=== Given records ===
use thiserror::Error;

#[derive(Error, Debug, Clone, PartialEq)]
pub enum PerfError {
    #[error("Capability not available: {0}")]
    Unavailable(&'static str),

    #[error("Failed to read {source_name}: {message}")]
    Read {
        source_name: &'static str,
        message: String,
    },

    #[error("Failed to subscribe to {source_name}: {message}")]
    Subscribe {
        source_name: &'static str,
        message: String,
    },

    #[error("Vitals library error: {0}")]
    VitalsLibrary(String),

    #[error("Failed to release subscription: {0}")]
    Release(String),

    #[error("Invalid configuration: {0}")]
    Config(String),
}

impl PerfError {
    pub fn read(source_name: &'static str, message: impl Into<String>) -> Self {
        PerfError::Read {
            source_name,
            message: message.into(),
        }
    }

    pub fn subscribe(source_name: &'static str, message: impl Into<String>) -> Self {
        PerfError::Subscribe {
            source_name,
            message: message.into(),
        }
    }
}

pub type Result<T> = std::result::Result<T, PerfError>;
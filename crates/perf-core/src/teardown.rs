//! Aggregate disposal of continuous subscriptions

use crate::error::Result;
use crate::host::Disposer;
use std::cell::{Cell, RefCell};
use std::fmt;
use tracing::{debug, warn};

/// Invoke every disposer, even when some fail.
///
/// Failures are logged; the first one is returned after all disposers ran.
pub fn release_all(disposers: Vec<(&'static str, Disposer)>) -> Result<()> {
    let mut first_error = None;
    for (owner, dispose) in disposers {
        if let Err(e) = dispose() {
            warn!(owner, "Failed to release subscription: {}", e);
            first_error.get_or_insert(e);
        }
    }
    first_error.map_or(Ok(()), Err)
}

/// Handle returned by [`Collector::initialize`](crate::Collector::initialize).
///
/// [`teardown`](Teardown::teardown) disconnects every continuous
/// subscription the probes registered. It is safe to call any number of
/// times; only the first call releases anything. Dropping the handle leaves
/// the subscriptions active for the rest of the page's life.
#[must_use = "without the handle the subscriptions can never be released"]
#[derive(Default)]
pub struct Teardown {
    disposers: RefCell<Vec<(&'static str, Disposer)>>,
    torn_down: Cell<bool>,
}

impl Teardown {
    pub fn new() -> Self {
        Self::default()
    }

    pub(crate) fn push(&self, owner: &'static str, disposer: Disposer) {
        self.disposers.borrow_mut().push((owner, disposer));
    }

    /// Number of subscriptions still held
    pub fn active_subscriptions(&self) -> usize {
        self.disposers.borrow().len()
    }

    pub fn is_torn_down(&self) -> bool {
        self.torn_down.get()
    }

    pub fn teardown(&self) {
        if self.torn_down.replace(true) {
            return;
        }
        // Taken out first so a disposer that re-enters teardown finds nothing.
        let disposers = std::mem::take(&mut *self.disposers.borrow_mut());
        debug!(count = disposers.len(), "Tearing down collector");
        if let Err(e) = release_all(disposers) {
            debug!("Teardown finished with release failures, first: {}", e);
        }
    }
}

impl fmt::Debug for Teardown {
    fn fmt(&self, f: &mut fmt::Formatter<'_>) -> fmt::Result {
        f.debug_struct("Teardown")
            .field("active_subscriptions", &self.active_subscriptions())
            .field("torn_down", &self.is_torn_down())
            .finish()
    }
}
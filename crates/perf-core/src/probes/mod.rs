//! Independent measurement probes
//!
//! Each probe owns one measurement source and reports through the shared
//! [`Emitter`]. Probes never reference each other:
//!
//! | Probe | Source | Kind |
//! |-------|--------|------|
//! | [`VitalsProbe`] | external vitals library | async, self-contained |
//! | [`NavigationProbe`] | navigation-timing entry | one-shot after load |
//! | [`PaintProbe`] | paint-timing entries | one-shot after load |
//! | [`LongTaskProbe`] | `longtask` observer | continuous |
//! | [`ResourceProbe`] | `resource` observer, filtered and sampled | continuous |
//! | [`LifecycleProbe`] | `visibilitychange` / `pagehide` | continuous |
//! | [`SnapshotProbe`] | connection and memory extensions | one-shot |

pub mod lifecycle;
pub mod long_task;
pub mod navigation;
pub mod paint;
pub mod resource;
pub mod snapshot;
pub mod vitals;

pub use lifecycle::LifecycleProbe;
pub use long_task::LongTaskProbe;
pub use navigation::NavigationProbe;
pub use paint::PaintProbe;
pub use resource::{ResourceFilter, ResourceProbe};
pub use snapshot::{SnapshotProbe, CONNECTION_ALIASES};
pub use vitals::{MetricReport, NoopVitals, VitalMetric, VitalsLibrary, VitalsProbe};

use crate::emit::Emitter;
use crate::error::Result;
use crate::event::Event;
use crate::host::{Disposer, Host};
use std::rc::Rc;
use tracing::trace;

/// Everything a probe needs: the host it measures and where events go
#[derive(Clone)]
pub struct ProbeContext {
    pub host: Rc<dyn Host>,
    pub emitter: Emitter,
}

impl ProbeContext {
    pub fn new(host: Rc<dyn Host>, emitter: Emitter) -> Self {
        Self { host, emitter }
    }

    pub fn emit(&self, event: Event) {
        self.emitter.emit(event);
    }
}

/// A single measurement strategy.
///
/// `start` registers whatever the probe needs and returns a disposer when it
/// holds a continuous subscription. One-shot probes return `Ok(None)`. An
/// `Err` only affects this probe.
pub trait Probe {
    fn name(&self) -> &'static str;

    fn start(&self, ctx: &ProbeContext) -> Result<Option<Disposer>>;
}

/// Run `report` once the document has loaded.
///
/// Runs immediately when the document is already complete, otherwise on the
/// host's load signal. The handler is `FnOnce`, so a host delivering the
/// signal twice cannot report twice. Without a document nothing runs.
pub(crate) fn when_loaded<F>(host: &dyn Host, probe: &'static str, report: F) -> Result<()>
where
    F: FnOnce() + 'static,
{
    let Some(document) = host.document() else {
        trace!(probe, "No document available, skipping");
        return Ok(());
    };

    if document.is_complete() {
        report();
        Ok(())
    } else {
        trace!(probe, "Document still loading, deferring until load");
        document.on_load(Box::new(report))
    }
}
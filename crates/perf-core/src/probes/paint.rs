//! Paint timing: first paint and first contentful paint

use super::{when_loaded, Probe, ProbeContext};
use crate::error::Result;
use crate::event::{Category, Event};
use crate::host::Disposer;
use tracing::{debug, trace};

#[derive(Debug, Clone, Copy, Default)]
pub struct PaintProbe;

impl PaintProbe {
    /// Read the paint entries and emit one event per entry
    pub fn report(ctx: &ProbeContext) {
        let host = ctx.host.as_ref();
        let Some(timing) = host.timing() else {
            trace!("No timing source, skipping paint timing");
            return;
        };

        let paints = match timing.paint_entries() {
            Ok(paints) => paints,
            Err(e) => {
                debug!("Paint timing read failed: {}", e);
                return;
            }
        };

        let url = host.page_url();
        let navigation_type = host.navigation_type();
        let timestamp = host.now_ms();
        for paint in paints {
            ctx.emit(
                Event::new(Category::Paint, paint.name)
                    .with_value(paint.start_time)
                    .with_url(url.clone())
                    .with_navigation_type(navigation_type.clone())
                    .with_timestamp(timestamp),
            );
        }
    }
}

impl Probe for PaintProbe {
    fn name(&self) -> &'static str {
        "paint"
    }

    fn start(&self, ctx: &ProbeContext) -> Result<Option<Disposer>> {
        let report_ctx = ctx.clone();
        when_loaded(ctx.host.as_ref(), self.name(), move || {
            PaintProbe::report(&report_ctx)
        })?;
        Ok(None)
    }
}
//! The single narrow interface every probe reports through

use crate::event::Event;
use std::fmt;
use std::rc::Rc;

/// Shared handle to the caller's emission callback.
///
/// Cloning is cheap; every probe holds its own clone. The collector never
/// awaits or inspects the callback, it only hands events over.
#[derive(Clone)]
pub struct Emitter {
    callback: Rc<dyn Fn(Event)>,
}

impl Emitter {
    pub fn new<F>(callback: F) -> Self
    where
        F: Fn(Event) + 'static,
    {
        Self {
            callback: Rc::new(callback),
        }
    }

    pub fn emit(&self, event: Event) {
        (self.callback)(event);
    }
}

impl fmt::Debug for Emitter {
    fn fmt(&self, f: &mut fmt::Formatter<'_>) -> fmt::Result {
        f.debug_struct("Emitter").finish_non_exhaustive()
    }
}

impl<F> From<F> for Emitter
where
    F: Fn(Event) + 'static,
{
    fn from(callback: F) -> Self {
        Emitter::new(callback)
    }
}
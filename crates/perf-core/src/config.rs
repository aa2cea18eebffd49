//! Collector configuration
//!
//! The serializable part of the collector options. Callbacks (the emitter and
//! the resource filter) live in [`crate::collector::CollectorOptions`]; the
//! plain values here can be loaded from JSON or from a JS options object.

use crate::error::{PerfError, Result};
use serde::{Deserialize, Serialize};

/// Sampling rate applied to resource entries when none is configured
pub const DEFAULT_RESOURCE_SAMPLE_RATE: f64 = 0.25;

/// Plain configuration values for the collector
#[derive(Debug, Clone, PartialEq, Serialize, Deserialize)]
#[serde(rename_all = "camelCase")]
pub struct CollectorConfig {
    /// Fraction of resource entries to keep (default: 0.25)
    #[serde(default = "default_resource_sample_rate")]
    pub resource_sample_rate: f64,
    /// Emit a network-quality snapshot (default: true)
    #[serde(default = "default_include_network_info")]
    pub include_network_info: bool,
    /// Emit a JS heap snapshot where supported (default: false)
    #[serde(default)]
    pub include_memory_snapshot: bool,
}

fn default_resource_sample_rate() -> f64 {
    DEFAULT_RESOURCE_SAMPLE_RATE
}

fn default_include_network_info() -> bool {
    true
}

impl Default for CollectorConfig {
    fn default() -> Self {
        Self {
            resource_sample_rate: DEFAULT_RESOURCE_SAMPLE_RATE,
            include_network_info: true,
            include_memory_snapshot: false,
        }
    }
}

impl CollectorConfig {
    /// Parse configuration from a JSON string
    ///
    /// Missing keys take their defaults.
    ///
    /// # Example
    ///
    /// ```
    /// use perf_core::config::CollectorConfig;
    ///
    /// let config = CollectorConfig::from_json(r#"{"resourceSampleRate": 0.5}"#).unwrap();
    /// assert_eq!(config.resource_sample_rate, 0.5);
    /// assert!(config.include_network_info);
    /// ```
    pub fn from_json(s: &str) -> Result<Self> {
        serde_json::from_str(s).map_err(|e| PerfError::Config(e.to_string()))
    }

    pub fn with_resource_sample_rate(mut self, rate: f64) -> Self {
        self.resource_sample_rate = rate;
        self
    }

    pub fn with_network_info(mut self, include: bool) -> Self {
        self.include_network_info = include;
        self
    }

    pub fn with_memory_snapshot(mut self, include: bool) -> Self {
        self.include_memory_snapshot = include;
        self
    }

    /// The configured resource rate after normalization
    pub fn sample_rate(&self) -> SampleRate {
        SampleRate::new(self.resource_sample_rate)
    }
}

/// A sampling rate guaranteed to lie in `[0, 1]`.
///
/// Non-finite and negative inputs fall back to the default rate; values above
/// one are clamped to one. Zero is kept and drops every entry.
#[derive(Debug, Clone, Copy, PartialEq)]
pub struct SampleRate(f64);

impl SampleRate {
    pub fn new(rate: f64) -> Self {
        if !rate.is_finite() || rate < 0.0 {
            return Self(DEFAULT_RESOURCE_SAMPLE_RATE);
        }
        Self(rate.min(1.0))
    }

    pub fn get(&self) -> f64 {
        self.0
    }

    /// A uniform draw in `[0, 1)` passes when it is strictly below the rate
    pub fn admits(&self, draw: f64) -> bool {
        draw < self.0
    }
}

impl Default for SampleRate {
    fn default() -> Self {
        Self(DEFAULT_RESOURCE_SAMPLE_RATE)
    }
}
===
What this task involves = Every line of the records in which the string "draw" is found should be counted, and only the count returned.

Task solution = 3